At the back of the house lights blazed and I found myself looking into an ornate room occupied by two people: a squat, over-dressed woman and a young man in the clothes of a hospital orderly. The place was thick with dust, strewn with unwashed dishes, cigarette butts, rotting fruit... it looked like a roman villa liberated by Vandals.
Suddenly the door was flung open, revealing a small, thin man wrapped in a robe of red brocaded silk. He held a gun in his hand. 'Now!' he cried with authority. 'Hands on heads - this is it!'
He shot the orderly three times, point blank. The orderly lay down on the floor, pillowing his head on an up-flung arm, a faint smile on his face. He shot the woman, who grimaced theatricallay and collapsed on a dusty divan.

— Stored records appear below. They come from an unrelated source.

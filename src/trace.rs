//! # Anchor Extraction
//!
//! The score renderer is instrumented to print one line per visible note head
//! or chord name:
//!
//! ```text
//! ly2video: (  3.4000000000000004,   4.7187500000000000) pitch 0:2:1/2 @    0.7500000000000000 from score.ly:  4:10
//! ```
//!
//! i.e. the horizontal extent in staff spaces, the pitch as
//! `OCTAVE:STEP:ALTERATION` (step and alteration are `?` for grobs without a
//! pitch), the score moment and the `file:line:char` location of the event.
//! Bar lines are printed as `ly2videoBar: (left, right) @ moment`.
//!
//! [`AnchorExtractor`] reduces those lines to one [`VisualAnchor`] per moment
//! (the leftmost grob) in ascending moment order.

use crate::config::SyncConfig;
use crate::error::SyncError;
use crate::lexer::{Lexer, Token};
use crate::pitch::{Language, Pitch};
use crate::rational::{self, Rational};
use log::{debug, warn};
use regex::Regex;
use serde::Serialize;
use std::collections::{BTreeMap, HashMap};
use std::fmt;
use std::sync::OnceLock;

pub const TRACE_PREFIX: &str = "ly2video: ";
pub const BAR_PREFIX: &str = "ly2videoBar: ";

/// TeX points per inch.
pub const POINTS_PER_INCH: f64 = 72.27;

const ANCHOR_PATTERN: &str = concat!(
    r"^ly2video:\s+",
    r"\(\s*(-?\d+\.\d+),\s*(-?\d+\.\d+)\s*\)",
    r"\s+pitch\s+(-?\d+):(\d+|\?):(-?\d+(?:/\d+)?|\?)",
    r"\s+@\s+(-?\d+\.\d+)",
    r"\s+from\s+(.+): *(\d+):(\d+)\r?$",
);

const BAR_PATTERN: &str = concat!(
    r"^ly2videoBar:\s+",
    r"\(\s*(-?\d+\.\d+),\s*(-?\d+\.\d+)\s*\)",
    r"\s+@\s+(-?\d+\.\d+)\r?$",
);

static ANCHOR_REGEX: OnceLock<Regex> = OnceLock::new();
static BAR_REGEX: OnceLock<Regex> = OnceLock::new();

fn anchor_regex() -> &'static Regex {
    ANCHOR_REGEX.get_or_init(|| Regex::new(ANCHOR_PATTERN).expect("invalid regex pattern"))
}

fn bar_regex() -> &'static Regex {
    BAR_REGEX.get_or_init(|| Regex::new(BAR_PATTERN).expect("invalid regex pattern"))
}

/// Where an event was written in the score.
#[derive(Debug, Clone, PartialEq, Eq, Serialize)]
pub struct SourceLocation {
    pub file: String,
    /// 1-based line.
    pub line: usize,
    /// 0-based character index within the line.
    pub column: usize,
}

impl fmt::Display for SourceLocation {
    fn fmt(&self, f: &mut fmt::Formatter<'_>) -> fmt::Result {
        write!(f, "{}:{}:{}", self.file, self.line, self.column)
    }
}

/// The pitch an anchor stands for.
#[derive(Debug, Clone, Copy, PartialEq)]
pub enum AnchorPitch {
    Pitch(Pitch),
    /// Written as `q`; resolved against the previous chord during alignment.
    RepeatedChord,
    /// Rest-like or chord-name glyphs carry no comparable pitch.
    Unknown,
}

impl fmt::Display for AnchorPitch {
    fn fmt(&self, f: &mut fmt::Formatter<'_>) -> fmt::Result {
        match self {
            AnchorPitch::Pitch(p) => write!(f, "{}", p),
            AnchorPitch::RepeatedChord => f.write_str("q"),
            AnchorPitch::Unknown => f.write_str("?"),
        }
    }
}

/// The leftmost notated object at one score moment.
#[derive(Debug, Clone, PartialEq)]
pub struct VisualAnchor {
    pub moment: Rational,
    pub pixel_x: i64,
    pub pitch: AnchorPitch,
    pub location: SourceLocation,
}

/// Converts staff-space extents into pixel positions on the rendered page.
#[derive(Debug, Clone, Copy, PartialEq)]
pub struct PixelScale {
    pub dpi: u32,
    pub staff_size: f64,
    pub left_margin_px: i64,
}

impl PixelScale {
    pub fn from_config(config: &SyncConfig) -> Self {
        PixelScale {
            dpi: config.dpi,
            staff_size: config.global_staff_size,
            left_margin_px: config.left_margin_px,
        }
    }

    /// A staff space is a quarter of the staff size (in TeX points).
    pub fn staff_spaces_to_pixels(&self, staff_spaces: f64) -> f64 {
        let points = staff_spaces * self.staff_size / 4.0;
        points / POINTS_PER_INCH * f64::from(self.dpi)
    }

    /// Pixel position of the centre of an extent, including the page margin.
    pub fn pixel_x(&self, left: f64, right: f64) -> i64 {
        let centre = (left + right) / 2.0;
        self.staff_spaces_to_pixels(centre).round() as i64 + self.left_margin_px
    }
}

/// A note-name token found in score text.
#[derive(Debug, Clone, Copy, PartialEq)]
pub enum SourceNote {
    Pitch(Pitch),
    RepeatedChord,
}

/// The note-name tokens of one score file, keyed by position.
#[derive(Debug, Clone, Default)]
pub struct ScoreSource {
    notes: HashMap<(usize, usize), SourceNote>,
    line_count: usize,
    relative: bool,
}

impl ScoreSource {
    /// Lex score text from the start, tracking language changes, and record
    /// every pitch and `q` token.
    pub fn parse(text: &str, language: Language) -> Result<Self, SyncError> {
        let mut notes = HashMap::new();
        let mut relative = false;
        for token in Lexer::with_language(text, language) {
            let token = token?;
            let note = match token.token {
                Token::Pitch(pitch) => SourceNote::Pitch(pitch),
                Token::RepeatedChord => SourceNote::RepeatedChord,
                Token::Command if token.text == "\\relative" => {
                    relative = true;
                    continue;
                }
                _ => continue,
            };
            // Locations in the trace count characters from 0.
            notes.insert((token.line, token.column - 1), note);
        }
        Ok(ScoreSource {
            notes,
            line_count: text.lines().count().max(1),
            relative,
        })
    }

    /// Note token starting at a trace location (1-based line, 0-based column).
    pub fn note_at(&self, line: usize, column: usize) -> Option<SourceNote> {
        self.notes.get(&(line, column)).copied()
    }

    pub fn line_count(&self) -> usize {
        self.line_count
    }

    /// True if the text uses `\relative`, whose octaves are not resolved here.
    pub fn uses_relative(&self) -> bool {
        self.relative
    }
}

/// Score files named in the trace, keyed by the name the trace uses.
#[derive(Debug, Clone, Default)]
pub struct ScoreSources {
    files: HashMap<String, ScoreSource>,
}

impl ScoreSources {
    pub fn new() -> Self {
        Self::default()
    }

    pub fn insert(&mut self, file: impl Into<String>, text: &str, language: Language) -> Result<(), SyncError> {
        let source = ScoreSource::parse(text, language)?;
        self.files.insert(file.into(), source);
        Ok(())
    }

    pub fn get(&self, file: &str) -> Option<&ScoreSource> {
        self.files.get(file)
    }

    pub fn is_empty(&self) -> bool {
        self.files.is_empty()
    }
}

/// Parses the positional trace into visual anchors.
pub struct AnchorExtractor<'s> {
    scale: PixelScale,
    sources: Option<&'s ScoreSources>,
}
fn ascii_word_len(rest: &str) -> usize {
    rest.find(|c: char| !c.is_ascii_alphabetic()).unwrap_or(rest.len())
}

fn is_word_char(c: char) -> bool {
    c.is_alphanumeric() || c == '_'
}

/// Length of `\name` if `rest` starts with exactly that command.
fn command(rest: &str, name: &str) -> Option<usize> {
    let after = rest.strip_prefix('\\')?.strip_prefix(name)?;
    match after.chars().next() {
        Some(c) if is_word_char(c) => None,
        _ => Some(name.len() + 1),
    }
}

/// Length of a generic `\command` (letters, optionally joined by hyphens).
fn command_len(rest: &str) -> Option<usize> {
    let body = rest.strip_prefix('\\')?;
    let mut len = ascii_word_len(body);
    if len == 0 {
        return None;
    }
    while let Some(after) = body[len..].strip_prefix('-') {
        let part = ascii_word_len(after);
        if part == 0 {
            break;
        }
        len += 1 + part;
    }
    Some(len + 1)
}

/// Length of a complete `"..."` string; `multiline` allows newlines inside.
fn quoted_len(rest: &str, multiline: bool) -> Option<usize> {
    let body = rest.strip_prefix('"')?;
    let mut chars = body.char_indices();
    while let Some((idx, c)) = chars.next() {
        match c {
            '"' => return Some(idx + 2),
            '\\' => {
                if let Some((_, '"' | '\\')) = chars.clone().next() {
                    chars.next();
                }
            }
            '\n' if !multiline => return None,
            _ => {}
        }
    }
    None
}

fn whitespace(rest: &str) -> Option<(Token, usize, Action)> {
    if rest.starts_with('\n') {
        return Some((Token::Newline, 1, Action::None));
    }
    let len = rest
        .find(|c: char| !c.is_whitespace() || c == '\n')
        .unwrap_or(rest.len());
    (len > 0).then_some((Token::Whitespace, len, Action::None))
}

fn scan_braces(rest: &str) -> Option<(Token, usize, Action)> {
    match rest.chars().next()? {
        '{' => Some((Token::OpenDelimiter, 1, Action::Inc)),
        '}' => Some((Token::CloseDelimiter, 1, Action::Dec)),
        _ => None,
    }
}

/// Rules shared by every LilyPond (non-Scheme, non-string) mode.
fn scan_base(rest: &str) -> Option<(Token, usize, Action)> {
    if rest.starts_with("%{") {
        return Some((
            Token::ModeEnter(Mode::BlockComment),
            2,
            Action::Enter(Mode::BlockComment, 0),
        ));
    }
    if rest.starts_with('%') {
        let len = rest.find('\n').unwrap_or(rest.len());
        return Some((Token::Comment, len, Action::None));
    }
    if let Some(len) = quoted_len(rest, false) {
        return Some((Token::StringLiteral, len, Action::Item));
    }
    if rest.starts_with('"') {
        return Some((Token::ModeEnter(Mode::Quoted), 1, Action::Enter(Mode::Quoted, 0)));
    }
    if rest.starts_with("#}") {
        return Some((Token::ModeLeave(Mode::Music), 2, Action::Leave));
    }
    if rest.starts_with('#') {
        return Some((Token::ModeEnter(Mode::Scheme), 1, Action::Enter(Mode::Scheme, 1)));
    }
    if rest.starts_with('\\') {
        return scan_command(rest);
    }
    whitespace(rest)
}

fn scan_command(rest: &str) -> Option<(Token, usize, Action)> {
    for name in ["with", "layout", "midi", "paper", "header"] {
        if let Some(len) = command(rest, name) {
            return Some((Token::ModeEnter(Mode::Section), len, Action::Enter(Mode::Section, 1)));
        }
    }
    for name in ["lyricmode", "lyrics", "addlyrics", "oldaddlyrics"] {
        if let Some(len) = command(rest, name) {
            return Some((Token::ModeEnter(Mode::Lyric), len, Action::Enter(Mode::Lyric, 1)));
        }
    }
    if let Some(len) = command(rest, "lyricsto") {
        return Some((Token::ModeEnter(Mode::Lyric), len, Action::Enter(Mode::Lyric, 2)));
    }
    let input_modes = [
        ("chords", Mode::Chord),
        ("chordmode", Mode::Chord),
        ("figures", Mode::Figure),
        ("figuremode", Mode::Figure),
        ("notes", Mode::Note),
        ("notemode", Mode::Note),
        ("markup", Mode::Markup),
        ("markuplines", Mode::Markup),
        ("include", Mode::Include),
        ("language", Mode::Language),
    ];
    for (name, mode) in input_modes {
        if let Some(len) = command(rest, name) {
            return Some((Token::ModeEnter(mode), len, Action::Enter(mode, 1)));
        }
    }
    command_len(rest).map(|len| (Token::Command, len, Action::Item))
}

fn scan_quoted(rest: &str) -> Option<(Token, usize, Action)> {
    if rest.starts_with('"') {
        return Some((Token::ModeLeave(Mode::Quoted), 1, Action::LeaveItem));
    }
    if rest.starts_with('\n') {
        return Some((Token::Newline, 1, Action::None));
    }
    let mut len = 0;
    let mut chars = rest.char_indices().peekable();
    while let Some((idx, c)) = chars.next() {
        match c {
            '"' | '\n' => break,
            '\\' if matches!(chars.peek(), Some((_, '"' | '\\'))) => {
                chars.next();
                len = idx + 2;
            }
            _ => len = idx + c.len_utf8(),
        }
    }
    (len > 0).then_some((Token::StringFragment, len, Action::None))
}

/// Body of a block comment closed by `closer` (`%}` or `!#`).
fn scan_comment_body(
    rest: &str,
    closer: &str,
    lead: char,
    follow: char,
    mode: Mode,
) -> Option<(Token, usize, Action)> {
    if rest.starts_with(closer) {
        return Some((Token::ModeLeave(mode), closer.len(), Action::Leave));
    }
    if rest.starts_with('\n') {
        return Some((Token::Newline, 1, Action::None));
    }
    let mut len = 0;
    let mut chars = rest.char_indices().peekable();
    while let Some((idx, c)) = chars.next() {
        if c == '\n' || (c == lead && matches!(chars.peek(), Some(&(_, f)) if f == follow)) {
            break;
        }
        len = idx + c.len_utf8();
    }
    (len > 0).then_some((Token::Comment, len, Action::None))
}

fn scan_scheme(rest: &str) -> Option<(Token, usize, Action)> {
    let first = rest.chars().next()?;
    if first == '"' {
        return Some((Token::ModeEnter(Mode::Quoted), 1, Action::Enter(Mode::Quoted, 0)));
    }
    if let Some(after) = rest.strip_prefix("#\\") {
        let letters = after
            .find(|c: char| !c.is_ascii_lowercase())
            .unwrap_or(after.len());
        let len = if letters > 0 {
            letters
        } else {
            after.chars().next().map_or(0, char::len_utf8)
        };
        return Some((Token::Word, 2 + len, Action::Item));
    }
    if "',`".contains(first) {
        return Some((Token::SchemeQuote, 1, Action::None));
    }
    if first == ';' {
        let len = rest.find('\n').unwrap_or(rest.len());
        return Some((Token::Comment, len, Action::None));
    }
    if rest.starts_with("#!") {
        return Some((
            Token::ModeEnter(Mode::SchemeBlockComment),
            2,
            Action::Enter(Mode::SchemeBlockComment, 0),
        ));
    }
    match first {
        '(' => return Some((Token::OpenDelimiter, 1, Action::Inc)),
        ')' => return Some((Token::CloseDelimiter, 1, Action::Dec)),
        _ => {}
    }
    if rest.starts_with("#{") {
        return Some((Token::ModeEnter(Mode::Music), 2, Action::Enter(Mode::Music, 0)));
    }
    let len = rest
        .find(|c: char| "()\"{}".contains(c) || c.is_whitespace())
        .unwrap_or(rest.len());
    if len > 0 {
        return Some((Token::Word, len, Action::Item));
    }
    whitespace(rest)
}

fn scan_markup(rest: &str) -> Option<(Token, usize, Action)> {
    if let Some(len) = command(rest, "score") {
        return Some((Token::ModeEnter(Mode::Music), len, Action::Enter(Mode::Music, 1)));
    }
    if let Some(len) = command_len(rest) {
        let name = &rest[1..len];
        let argcount = if MARKUP_NO_ARGS.contains(&name) {
            0
        } else if MARKUP_TWO_ARGS.contains(&name) {
            2
        } else if MARKUP_THREE_ARGS.contains(&name) {
            3
        } else if MARKUP_FOUR_ARGS.contains(&name) {
            4
        } else {
            1
        };
        return Some((Token::Command, len, Action::MarkupCommand(argcount)));
    }
    if let Some(found) = scan_braces(rest) {
        return Some(found);
    }
    let len = rest
        .find(|c: char| "{}\"\\#".contains(c) || c.is_whitespace())
        .unwrap_or(rest.len());
    (len > 0).then_some((Token::Word, len, Action::Item))
}

fn scan_lyric(rest: &str) -> Option<(Token, usize, Action)> {
    if let Some(found) = scan_braces(rest) {
        return Some(found);
    }
    let len = rest
        .find(|c: char| !(is_word_char(c) && !c.is_numeric()))
        .unwrap_or(rest.len());
    (len > 0).then_some((Token::Word, len, Action::Item))
}

fn scan_section(rest: &str) -> Option<(Token, usize, Action)> {
    if let Some(found) = scan_braces(rest) {
        return Some(found);
    }
    command(rest, "context")
        .map(|len| (Token::ModeEnter(Mode::Context), len, Action::Enter(Mode::Context, 1)))
}

/// `"<language>"` as a quoted word, if it names a known language.
fn quoted_language(rest: &str, suffix: &str) -> Option<(Language, usize)> {
    let body = rest.strip_prefix('"')?;
    let end = body.find('"')?;
    let name = body[..end].strip_suffix(suffix)?;
    let language = name.parse().ok()?;
    Some((language, end + 2))
}

fn scan_include(rest: &str) -> Option<(Token, usize, Action)> {
    if let Some((language, len)) = quoted_language(rest, ".ly") {
        return Some((Token::LanguageName(language), len, Action::SetLanguage(language)));
    }
    quoted_len(rest, true).map(|len| (Token::IncludeFile, len, Action::Item))
}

I had already noticed it was a toy cap-pistol.'


The Ivory Grin
Fontana Books, 1965.

Trivia:
The Ivory Grin was the first Millar novel to elicite a influential English review. Despite the fact that all the Archer novels had been published in cloth and paper in England his reputation was slow to develop there. The review was written anonymously by Julian Symons for The Times Literary Supplement and compared Millar's writing to Chandler's.